Here I split up the data in the inhales (ins) and exhales (outs).

plots:
# TIME-SERIES
path="c:/users/mickey/desktop/downloads/school/r play/plots/"
name=c("in","out","both")
dats=list(ins,outs,breathe.dat)
for (i in 1:3){
  png(paste0(path,"breathe ",name[i],".png"))
  plot(dats[[i]],type='b',ylab="Time (s)",
  main=paste0("Breathe ",name[i]),axes=FALSE)
    axis(1);axis(2);grid()
  dev.off()    #closes active device (the plot)
  }


# DENSITY
png(paste0(path,"hist in.png"))
hist(ins,main="Breathe In Histogram",freq=F,
    xlim=c(0.8,2.0),col='gray',xlab="Time")
curve(dnorm(x,mean(ins),sd(ins)),add=T,col='red')
legend(1.55,2.4,legend="Theoretical Normal",col="red",lty=1,
cex=0.75)
text(1.75,1.9,expression(paste(mu,"=1.350")))
text(1.75,1.75,expression(paste(sigma,"=0.164")))
dev.off()

png(paste0(path,"hist out.png"))
hist(outs,main="Breathe Out Histogram",freq=F,
xlim=c(1.5,3.5),col='gray',xlab="Time")
curve(dnorm(x,mean(outs),sd(outs)),add=T,col='red')
legend(2.7,1.45,legend="Theoretical Normal",col="red",lty=1,
cex=0.75)
text(3.05,1.18,expression(paste(mu,"=2.380")))
text(3.05,1.10,expression(paste(sigma,"=0.266")))
dev.off()
The data seem to follow a normal distribution.
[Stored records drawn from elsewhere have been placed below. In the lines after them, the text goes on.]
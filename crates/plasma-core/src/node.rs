//! Node labels and the label-to-index table.
//!
//! Every non-ground label gets a dense 1-based index the first time it is
//! resolved. Index `k` owns row/column `k - 1` of every system matrix; the
//! ground node owns nothing.

use std::fmt;

use indexmap::IndexSet;
use serde::{Serialize, Serializer};

use crate::error::{Error, Result};

/// A user-supplied node label.
#[derive(Debug, Clone, PartialEq, Eq, Hash)]
pub enum NodeLabel {
    /// Numeric label, as in SPICE netlists. `0` is ground.
    Number(i64),
    /// Symbolic label such as `"out"` or `"vdd"`. `"gnd"` is ground.
    Name(String),
}

impl NodeLabel {
    /// The conventional ground label.
    pub const GROUND: NodeLabel = NodeLabel::Number(0);

    /// Check if this label names the ground node.
    pub fn is_ground(&self) -> bool {
        match self {
            NodeLabel::Number(n) => *n == 0,
            NodeLabel::Name(name) => {
                name.eq_ignore_ascii_case("gnd") || name.trim().parse::<i64>() == Ok(0)
            }
        }
    }

    /// Canonical form: a name that spells an integer becomes a number, so
    /// `Name("7")` and `Number(7)` denote the same node.
    pub fn normalized(&self) -> NodeLabel {
        match self {
            NodeLabel::Name(name) => NodeLabel::from(name.as_str()),
            number => number.clone(),
        }
    }

    /// Reject labels that cannot appear in a netlist (empty or containing
    /// whitespace).
    pub fn validate(&self) -> Result<()> {
        if let NodeLabel::Name(name) = self {
            if name.is_empty() || name.chars().any(char::is_whitespace) {
                return Err(Error::InvalidLabel(name.clone()));
            }
        }
        Ok(())
    }
}

impl fmt::Display for NodeLabel {
    fn fmt(&self, f: &mut fmt::Formatter<'_>) -> fmt::Result {
        match self {
            NodeLabel::Number(n) => write!(f, "{n}"),
            NodeLabel::Name(name) => f.write_str(name),
        }
    }
}

impl Serialize for NodeLabel {
    fn serialize<S: Serializer>(&self, serializer: S) -> std::result::Result<S::Ok, S::Error> {
        serializer.collect_str(self)
    }
}

impl From<&str> for NodeLabel {
    fn from(s: &str) -> Self {
        let s = s.trim();
        match s.parse::<i64>() {
            Ok(n) => NodeLabel::Number(n),
            Err(_) => NodeLabel::Name(s.to_string()),
        }
    }
}

impl From<String> for NodeLabel {
    fn from(s: String) -> Self {
        NodeLabel::from(s.as_str())
    }
}

impl From<&String> for NodeLabel {
    fn from(s: &String) -> Self {
        NodeLabel::from(s.as_str())
    }
}

impl From<i64> for NodeLabel {
    fn from(n: i64) -> Self {
        NodeLabel::Number(n)
    }
}

impl From<i32> for NodeLabel {
    fn from(n: i32) -> Self {
        NodeLabel::Number(n.into())
    }
}

impl From<u32> for NodeLabel {
    fn from(n: u32) -> Self {
        NodeLabel::Number(n.into())
    }
}

/// Where a label lands in the system.
#[derive(Debug, Clone, Copy, PartialEq, Eq, Hash)]
pub enum NodeSlot {
    /// The reference node; never solved for.
    Ground,
    /// Dense 1-based node index.
    Index(usize),
}

impl NodeSlot {
    /// Row/column of this node in the system matrices (None for ground).
    pub fn unknown(self) -> Option<usize> {
        match self {
            NodeSlot::Ground => None,
            NodeSlot::Index(k) => Some(k - 1),
        }
    }

    /// Check if this is the ground slot.
    pub fn is_ground(self) -> bool {
        matches!(self, NodeSlot::Ground)
    }
}

/// Label-to-index table.
///
/// Indices are allocated in first-occurrence order and never change; the
/// table only grows.
#[derive(Debug, Clone, Default)]
pub struct NodeIndex {
    labels: IndexSet<NodeLabel>,
}

impl NodeIndex {
    /// Create an empty table.
    pub fn new() -> Self {
        Self::default()
    }

    /// Resolve a label, allocating the next index on first occurrence.
    pub fn resolve(&mut self, label: &NodeLabel) -> Result<NodeSlot> {
        label.validate()?;
        if label.is_ground() {
            return Ok(NodeSlot::Ground);
        }
        let (pos, _) = self.labels.insert_full(label.normalized());
        Ok(NodeSlot::Index(pos + 1))
    }

    /// Look up a label without inserting it.
    pub fn lookup(&self, label: &NodeLabel) -> Option<NodeSlot> {
        if label.is_ground() {
            return Some(NodeSlot::Ground);
        }
        self.labels
            .get_index_of(&label.normalized())
            .map(|pos| NodeSlot::Index(pos + 1))
    }

    /// Look up a label, failing if it was never resolved.
    pub fn require(&self, label: &NodeLabel) -> Result<NodeSlot> {
        self.lookup(label)
            .ok_or_else(|| Error::UnknownNode(label.to_string()))
    }

    /// Get the label owning a 1-based index.
    pub fn label_of(&self, index: usize) -> Option<&NodeLabel> {
        index.checked_sub(1).and_then(|pos| self.labels.get_index(pos))
    }

    /// Number of non-ground nodes.
    pub fn len(&self) -> usize {
        self.labels.len()
    }

    /// Check if no non-ground node has been resolved.
    pub fn is_empty(&self) -> bool {
        self.labels.is_empty()
    }

    /// Iterate over non-ground labels in index order.
    pub fn labels(&self) -> impl Iterator<Item = &NodeLabel> {
        self.labels.iter()
    }
}
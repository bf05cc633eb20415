//! Modified Nodal Analysis (MNA) matrix structures.

use nalgebra::{DMatrix, DMatrixView, DVector};

/// DC system in four-block form:
///
/// ```text
/// [G B] [v]   [i]
/// [C D] [j] = [e]
/// ```
///
/// G (n×n) holds conductances, B (n×b) and C (b×n) the branch incidence of
/// voltage sources and inductors, D (b×b) stays zero for independent
/// elements. The dense matrix is the flattened form of the four blocks.
#[derive(Debug, Clone)]
pub struct MnaSystem {
    /// The coefficient matrix.
    pub matrix: DMatrix<f64>,
    /// The right-hand side vector `[i; e]`.
    pub rhs: DVector<f64>,
    /// Number of nodes (excluding ground).
    pub num_nodes: usize,
    /// Number of branch-current variables (voltage sources + inductors).
    pub num_branches: usize,
}

impl MnaSystem {
    /// Create a zeroed system.
    ///
    /// # Arguments
    /// * `num_nodes` - Number of nodes excluding ground
    /// * `num_branches` - Number of branch-current unknowns
    pub fn new(num_nodes: usize, num_branches: usize) -> Self {
        let size = num_nodes + num_branches;
        Self {
            matrix: DMatrix::zeros(size, size),
            rhs: DVector::zeros(size),
            num_nodes,
            num_branches,
        }
    }

    /// Total size of the system.
    pub fn size(&self) -> usize {
        self.num_nodes + self.num_branches
    }

    /// Check if the system has no unknowns.
    pub fn is_empty(&self) -> bool {
        self.size() == 0
    }

    /// Stamp a conductance between two nodes.
    ///
    /// - G[i,i] += g, G[j,j] += g
    /// - G[i,j] -= g, G[j,i] -= g
    ///
    /// `None` stands for ground and contributes nothing. A conductance from a
    /// node to itself has no net effect and writes nothing.
    pub fn stamp_conductance(&mut self, node_i: Option<usize>, node_j: Option<usize>, g: f64) {
        if node_i == node_j {
            return;
        }
        if let Some(i) = node_i {
            self.matrix[(i, i)] += g;
        }
        if let Some(j) = node_j {
            self.matrix[(j, j)] += g;
        }
        if let (Some(i), Some(j)) = (node_i, node_j) {
            self.matrix[(i, j)] -= g;
            self.matrix[(j, i)] -= g;
        }
    }

    /// Stamp a current source driving `current` from node i to node j
    /// through the source.
    pub fn stamp_current_source(
        &mut self,
        node_i: Option<usize>,
        node_j: Option<usize>,
        current: f64,
    ) {
        if node_i == node_j {
            return;
        }
        if let Some(i) = node_i {
            self.rhs[i] -= current;
        }
        if let Some(j) = node_j {
            self.rhs[j] += current;
        }
    }

    /// Stamp a voltage source `v_pos - v_neg = voltage` with its branch
    /// current in branch slot `branch` (0-based within the branch block).
    pub fn stamp_voltage_source(
        &mut self,
        node_pos: Option<usize>,
        node_neg: Option<usize>,
        branch: usize,
        voltage: f64,
    ) {
        let row = self.num_nodes + branch;

        if let Some(i) = node_pos {
            self.matrix[(i, row)] += 1.0;
            self.matrix[(row, i)] += 1.0;
        }
        if let Some(j) = node_neg {
            self.matrix[(j, row)] -= 1.0;
            self.matrix[(row, j)] -= 1.0;
        }

        self.rhs[row] += voltage;
    }

    /// The G block (node conductances).
    pub fn g(&self) -> DMatrixView<'_, f64> {
        let n = self.num_nodes;
        self.matrix.view((0, 0), (n, n))
    }

    /// The B block (node rows, branch columns).
    pub fn b(&self) -> DMatrixView<'_, f64> {
        let (n, b) = (self.num_nodes, self.num_branches);
        self.matrix.view((0, n), (n, b))
    }

    /// The C block (branch rows, node columns).
    pub fn c(&self) -> DMatrixView<'_, f64> {
        let (n, b) = (self.num_nodes, self.num_branches);
        self.matrix.view((n, 0), (b, n))
    }

    /// The D block (branch rows, branch columns).
    pub fn d(&self) -> DMatrixView<'_, f64> {
        let (n, b) = (self.num_nodes, self.num_branches);
        self.matrix.view((n, n), (b, b))
    }

    /// First row whose coefficients are all exactly zero.
    pub fn zero_row(&self) -> Option<usize> {
        (0..self.size()).find(|&r| self.matrix.row(r).iter().all(|&v| v == 0.0))
    }

    /// Get a reference to the coefficient matrix.
    pub fn matrix(&self) -> &DMatrix<f64> {
        &self.matrix
    }

    /// Get a reference to the RHS vector.
    pub fn rhs(&self) -> &DVector<f64> {
        &self.rhs
    }

    /// Dump the four blocks at debug level.
    pub fn log_blocks(&self) {
        if !log::log_enabled!(log::Level::Debug) || self.is_empty() {
            return;
        }
        log::debug!(
            "MNA system {}x{} ({} nodes, {} branches)",
            self.size(),
            self.size(),
            self.num_nodes,
            self.num_branches
        );
        log::debug!("G ={}", self.g());
        if self.num_branches > 0 {
            log::debug!("B ={}", self.b());
            log::debug!("C ={}", self.c());
            log::debug!("D ={}", self.d());
        }
        log::debug!("rhs ={}", self.rhs);
    }
}
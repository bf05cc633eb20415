//! Core circuit structures for Plasma.
//!
//! This crate provides the data structures shared by every analysis:
//! the node label table that fixes the unknown-vector layout, and the
//! dense Modified Nodal Analysis (MNA) and Differential-Algebraic Equation
//! (DAE) systems that elements stamp into.

pub mod dae;
pub mod error;
pub mod layout;
pub mod mna;
pub mod node;
pub mod units;

pub use dae::DaeSystem;
pub use error::{Error, Result};
pub use layout::{BranchKind, Unknown, UnknownLayout};
pub use mna::MnaSystem;
pub use node::{NodeIndex, NodeLabel, NodeSlot};
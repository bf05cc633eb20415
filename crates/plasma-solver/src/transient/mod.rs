//! Transient analysis of `A·dx/dt = B·x + c`.
//!
//! # Module Structure
//!
//! - [`types`] - Time span and integrator configuration
//! - [`result`] - Raw trajectories with interpolation support
//! - [`integrator`] - The [`DaeIntegrator`] boundary and its problem type
//! - [`bdf`] - Built-in variable-step, variable-order BDF integrator

pub mod bdf;
pub mod integrator;
pub mod result;
pub mod types;

pub use bdf::BdfIntegrator;
pub use integrator::{DaeIntegrator, DaeProblem};
pub use result::{IntegrationStats, RawTrajectory, TimePoint};
pub use types::{IntegratorConfig, TimeSpan};
//! Error types for plasma-devices.

use thiserror::Error;

#[derive(Debug, Error)]
pub enum Error {
    #[error("element name must not be empty")]
    EmptyName,

    #[error("element {name} has invalid value {value}: {reason}")]
    InvalidValue {
        name: String,
        value: f64,
        reason: &'static str,
    },

    #[error("unknown element kind: {0:?}")]
    UnknownKind(char),

    #[error("element {name} was stamped without a branch-current slot")]
    MissingBranch { name: String },
}

pub type Result<T> = std::result::Result<T, Error>;
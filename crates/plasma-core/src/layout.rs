//! Unknown-vector layout.
//!
//! The solution vector is ordered `[v_1..v_n, i_V1..i_Vm, i_L1..i_Lk]`:
//! node voltages first, then voltage-source branch currents, then inductor
//! branch currents. Both assemblers and every consumer of a solution vector
//! go through this table.

use crate::node::NodeLabel;

/// Which kind of element owns a branch-current unknown.
#[derive(Debug, Clone, Copy, PartialEq, Eq, Hash)]
pub enum BranchKind {
    VoltageSource,
    Inductor,
}

/// One entry of the unknown vector.
#[derive(Debug, Clone, Copy, PartialEq, Eq)]
pub enum Unknown<'a> {
    /// Voltage of a non-ground node.
    NodeVoltage(&'a NodeLabel),
    /// Current through a voltage source or inductor, from its first
    /// terminal to its second.
    BranchCurrent { name: &'a str, kind: BranchKind },
}

/// Fixed mapping between unknown-vector positions and labels.
#[derive(Debug, Clone, Default, PartialEq, Eq)]
pub struct UnknownLayout {
    nodes: Vec<NodeLabel>,
    voltage_sources: Vec<String>,
    inductors: Vec<String>,
}

impl UnknownLayout {
    /// Create a layout from node labels (in index order) and branch owners
    /// (each in insertion order).
    pub fn new(nodes: Vec<NodeLabel>, voltage_sources: Vec<String>, inductors: Vec<String>) -> Self {
        Self {
            nodes,
            voltage_sources,
            inductors,
        }
    }

    /// Number of non-ground nodes (n).
    pub fn num_nodes(&self) -> usize {
        self.nodes.len()
    }

    /// Number of voltage-source branch currents (m).
    pub fn num_voltage_sources(&self) -> usize {
        self.voltage_sources.len()
    }

    /// Number of inductor branch currents (k).
    pub fn num_inductors(&self) -> usize {
        self.inductors.len()
    }

    /// Number of branch-current unknowns (m + k).
    pub fn num_branches(&self) -> usize {
        self.voltage_sources.len() + self.inductors.len()
    }

    /// Total number of unknowns (n + m + k).
    pub fn size(&self) -> usize {
        self.num_nodes() + self.num_branches()
    }

    /// Node labels in unknown order.
    pub fn nodes(&self) -> &[NodeLabel] {
        &self.nodes
    }

    /// Position of a node voltage in the unknown vector.
    pub fn node_position(&self, label: &NodeLabel) -> Option<usize> {
        self.nodes.iter().position(|l| l == label)
    }

    /// Position of a branch current in the unknown vector.
    pub fn branch_position(&self, name: &str) -> Option<usize> {
        let n = self.num_nodes();
        let m = self.num_voltage_sources();
        self.voltage_sources
            .iter()
            .position(|s| s == name)
            .map(|j| n + j)
            .or_else(|| {
                self.inductors
                    .iter()
                    .position(|s| s == name)
                    .map(|k| n + m + k)
            })
    }

    /// Describe the unknown at a position.
    pub fn unknown(&self, position: usize) -> Option<Unknown<'_>> {
        let n = self.num_nodes();
        let m = self.num_voltage_sources();
        if position < n {
            Some(Unknown::NodeVoltage(&self.nodes[position]))
        } else if position < n + m {
            Some(Unknown::BranchCurrent {
                name: &self.voltage_sources[position - n],
                kind: BranchKind::VoltageSource,
            })
        } else {
            self.inductors
                .get(position - n - m)
                .map(|name| Unknown::BranchCurrent {
                    name,
                    kind: BranchKind::Inductor,
                })
        }
    }

    /// Iterate over all unknowns in vector order.
    pub fn iter(&self) -> impl Iterator<Item = Unknown<'_>> {
        (0..self.size()).filter_map(move |i| self.unknown(i))
    }

    /// Column name for an unknown: `V(label)` or `I(name)`.
    pub fn column_name(&self, position: usize) -> Option<String> {
        self.unknown(position).map(|u| match u {
            Unknown::NodeVoltage(label) => format!("V({label})"),
            Unknown::BranchCurrent { name, .. } => format!("I({name})"),
        })
    }

    /// Column names for every unknown, in vector order.
    pub fn column_names(&self) -> Vec<String> {
        (0..self.size()).filter_map(|i| self.column_name(i)).collect()
    }
}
For this example, it isn't all that necessary or useful, but I find it interesting anyway.

forecast:
#forecasting
library(astsa)
acf(breathe.dat,100)
q=15
pacf(breathe.dat,30)
p=4
fore=sarima.for(breathe.dat,10,p,1,q)
# next 10 breaths

png(paste0(out,"forecast.png"))
upbound=fore$pred+fore$se*1.96
lowbound=fore$pred-fore$se*1.96
plot(breathe.dat[(n-20):n],type='b',xlim=c(1,21+length(fore$pred)),
ylim=c(min(lowbound)-0.1,max(upbound)+0.1),
main="10 Breath Forecast")
polygon(x=c(22:(21+length(upbound)),(21+length(lowbound)):22),
y=c(upbound,lowbound[length(lowbound):1]),col='blue')
points(21:22,c(breathe.dat[n],fore$pred[1]),type='b',col='red')
points(22:(21+length(fore$pred)),fore$pred,type='b',col='red',lwd=2)
dev.off()



All that work for something very useless, but there you go.